Earlier this year, a federal appellate court upheld a trial judge's ruling dismissing the teens' lawsuit. Those courts ruled that Section 230 of the Communications Decency Act immunizes Backpage from liability based on users' crimes.

McCain and the other advocates, including the National Center on Sexual Exploitation and the YWCA of Silicon Valley, argue that those lower courts' decisions are wrong. "Backpage has concrete knowledge about the underage sex trafficking that is occurring on its website," they argue in a friend-of-the-court brief submitted late last week. "Congress cannot have intended to 'immunize' such willful conduct."

The earlier rulings in favor of Backpage follow a long line of decisions, dating back almost 20 years, protecting Web services companies from lawsuits based on users' actions.

The first major federal appellate ruling, issued in 1997, involved a lawsuit against AOL. In that case, the 4th Circuit Court of Appeals said AOL wasn't liable for defamatory statements posted to its message boards.

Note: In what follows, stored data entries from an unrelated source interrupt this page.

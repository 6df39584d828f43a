//! Carousel tunables with TOML preset support.
//!
//! Layout spacing, transition timing, selection wrap behaviour and key
//! bindings are consolidated here. Options serialize to/from TOML so a
//! carousel's feel can be shipped as a preset next to its content.

mod animation;
mod keybindings;
mod layout;
mod selection;

use std::path::Path;

pub use animation::AnimationOptions;
pub use keybindings::KeybindingOptions;
pub use layout::LayoutOptions;
use schemars::JsonSchema;
pub use selection::SelectionOptions;
use serde::{Deserialize, Serialize};

use crate::error::CarouselError;

/// Top-level options container. All sub-structs use `#[serde(default)]` so
/// partial TOML files (e.g. only overriding `[animation]`) work correctly.
#[derive(
    Debug, Clone, Serialize, Deserialize, PartialEq, Default, JsonSchema,
)]
#[serde(default)]
pub struct CarouselOptions {
    /// Slot and model placement.
    pub layout: LayoutOptions,
    /// Scroll transition timing.
    pub animation: AnimationOptions,
    /// Next/previous behaviour.
    pub selection: SelectionOptions,
    /// Keyboard binding options.
    #[schemars(skip)]
    pub keybindings: KeybindingOptions,
}

impl CarouselOptions {
    /// Generate JSON Schema describing the UI-exposed options.
    #[must_use]
    pub fn json_schema() -> schemars::Schema {
        schemars::schema_for!(CarouselOptions)
    }

    /// Load options from a TOML file. Missing fields use defaults.
    pub fn load(path: &Path) -> Result<Self, CarouselError> {
        let content =
            std::fs::read_to_string(path).map_err(CarouselError::Io)?;
        Self::from_toml(&content)
    }

    /// Parse options from TOML text. Missing fields use defaults.
    pub fn from_toml(content: &str) -> Result<Self, CarouselError> {
        let mut opts: Self = toml::from_str(content)
            .map_err(|e| CarouselError::OptionsParse(e.to_string()))?;
        opts.keybindings.rebuild_reverse_map();
        Ok(opts)
    }

    /// Save options to a TOML file (pretty-printed).
    pub fn save(&self, path: &Path) -> Result<(), CarouselError> {
        let content = toml::to_string_pretty(self)
            .map_err(|e| CarouselError::OptionsParse(e.to_string()))?;
        if let Some(parent) = path.parent() {
            std::fs::create_dir_all(parent).map_err(CarouselError::Io)?;
        }
        std::fs::write(path, content).map_err(CarouselError::Io)
    }

    /// List available preset names (TOML file stems) in a directory.
    #[must_use]
    pub fn list_presets(dir: &Path) -> Vec<String> {
        let mut names = Vec::new();
        if let Ok(entries) = std::fs::read_dir(dir) {
            for entry in entries.flatten() {
                let path = entry.path();
                if path.extension().is_some_and(|ext| ext == "toml") {
                    if let Some(stem) =
                        path.file_stem().and_then(|s| s.to_str())
                    {
                        names.push(stem.to_owned());
                    }
                }
            }
        }
        names.sort();
        names
    }
}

Numerous tech companies -- including Craigslist, MySpace, Google and Facebook -- have since prevailed in lawsuits by people who sought to hold the sites responsible for crimes or other activity by users.

McCain and the other advocates now contend that the 1997 ruling -- and the numerous decisions that followed it -- stemmed from a "misguided interpretation" of the Communications Decency Act.

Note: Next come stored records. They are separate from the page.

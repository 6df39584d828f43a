//! Display slots ("display cases") and the content placed in them.
//!
//! A [`DisplayCase`] is one cell of the carousel: a placement relative to
//! the carousel origin, the model instantiated inside it, and the material
//! variant applied to that model. Slots are plain values owned by the
//! [`Carousel`](crate::carousel::Carousel); their identity is a
//! [`SlotId`], never their contents.

mod content;

use std::fmt;
use std::sync::atomic::{AtomicU64, Ordering};

pub use content::{DisplayContent, Material, ModelPrefab};
use glam::Vec3;

static NEXT_SLOT_ID: AtomicU64 = AtomicU64::new(1);

/// Process-unique identity of a display slot.
///
/// Ids are never reused, so two slots compare equal only when they are the
/// same slot, even across clean-up and re-initialization.
#[derive(Debug, Clone, Copy, PartialEq, Eq, Hash, PartialOrd, Ord)]
pub struct SlotId(u64);

impl SlotId {
    /// Allocate a fresh, never-before-seen id.
    #[must_use]
    pub fn fresh() -> Self {
        Self(NEXT_SLOT_ID.fetch_add(1, Ordering::Relaxed))
    }

    /// Raw numeric value (for logging and picking tables).
    #[must_use]
    pub fn raw(self) -> u64 {
        self.0
    }
}

impl fmt::Display for SlotId {
    fn fmt(&self, f: &mut fmt::Formatter<'_>) -> fmt::Result {
        write!(f, "#{}", self.0)
    }
}

/// One carousel cell holding a single model instance.
#[derive(Debug, Clone, PartialEq)]
pub struct DisplayCase {
    id: SlotId,
    model: ModelPrefab,
    /// Placement of the model inside the case.
    model_offset: Vec3,
    /// Placement of the case relative to the carousel origin.
    position: Vec3,
    material: Option<Material>,
}

impl DisplayCase {
    /// Instantiate `model` inside a new case, offset by `model_offset`.
    /// The case starts at the carousel origin with the model's own material.
    #[must_use]
    pub fn new(model: ModelPrefab, model_offset: Vec3) -> Self {
        Self {
            id: SlotId::fresh(),
            model,
            model_offset,
            position: Vec3::ZERO,
            material: None,
        }
    }

    /// This slot's identity.
    #[must_use]
    pub fn id(&self) -> SlotId {
        self.id
    }

    /// The model shown in this case.
    #[must_use]
    pub fn model(&self) -> &ModelPrefab {
        &self.model
    }

    /// Case position relative to the carousel origin.
    #[must_use]
    pub fn position(&self) -> Vec3 {
        self.position
    }

    /// Move the case (relative to the carousel origin).
    pub fn set_position(&mut self, position: Vec3) {
        self.position = position;
    }

    /// Offset of the model inside the case.
    #[must_use]
    pub fn model_offset(&self) -> Vec3 {
        self.model_offset
    }

    /// Model position relative to the carousel origin.
    #[must_use]
    pub fn model_position(&self) -> Vec3 {
        self.position + self.model_offset
    }

    /// Swap the material applied to the model.
    pub fn change_model_material(&mut self, material: Material) {
        self.material = Some(material);
    }

    /// Material currently applied, `None` while the model keeps its own.
    #[must_use]
    pub fn material(&self) -> Option<&Material> {
        self.material.as_ref()
    }
}

#[cfg(test)]
mod tests {
    use super::*;

    #[test]
    fn each_case_gets_a_distinct_id() {
        let model = ModelPrefab::new("trophy");
        let a = DisplayCase::new(model.clone(), Vec3::Y);
        let b = DisplayCase::new(model, Vec3::Y);
        assert_ne!(a.id(), b.id());
        assert_ne!(a, b);
    }

    #[test]
    fn model_position_includes_item_offset() {
        let mut case = DisplayCase::new(ModelPrefab::new("trophy"), Vec3::Y);
        case.set_position(Vec3::new(3.0, 0.0, 0.0));
        assert_eq!(case.model_position(), Vec3::new(3.0, 1.0, 0.0));
    }

    #[test]
    fn material_swap_replaces_previous() {
        let mut case = DisplayCase::new(ModelPrefab::new("trophy"), Vec3::ZERO);
        assert!(case.material().is_none());
        case.change_model_material(Material::new("gold", [1.0, 0.8, 0.1, 1.0]));
        case.change_model_material(Material::new("silver", [0.8, 0.8, 0.8, 1.0]));
        assert_eq!(case.material().map(|m| m.name.as_str()), Some("silver"));
    }

    #[test]
    fn slot_id_display() {
        let id = SlotId::fresh();
        assert_eq!(id.to_string(), format!("#{}", id.raw()));
    }
}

"This misguided interpretation has allowed criminal activity to flourish online, because the prevailing judicial view trends towards exonerating any behavior -- no matter how harmful -- so long as it takes place online and bears some relationship to third-party content," they assert in papers submitted to the Supreme Court late last week.

McCain and the other advocates are represented by the well-known law firm Boies, Schiller & Flexner -- which also counts Silicon Valley companies like Apple as well as media companies like CBS among its clients.

Santa Clara University law professor Eric Goldman, who has written extensively about Section 230 of the Communications Decency Act, tells MediaPost the advocates' arguments mark a "broad-based fundamental attack on Section 230."

If the attack is successful, it could leave most -- perhaps all -- interactive sites vulnerable to litigation based on comments or other activity by users. That's because Section 230, and the immunity it confers on Web companies, is seen as critical to free speech online. Without that promise of immunity, Web platforms arguably would have to either take a much more proactive approach to policing their sites or ban user-generated material altogether.

The Supreme Court has never ruled on whether Section 230 immunizes Web companies when users post unlawful material. The court hasn't yet indicated whether it will hear the teens' appeal.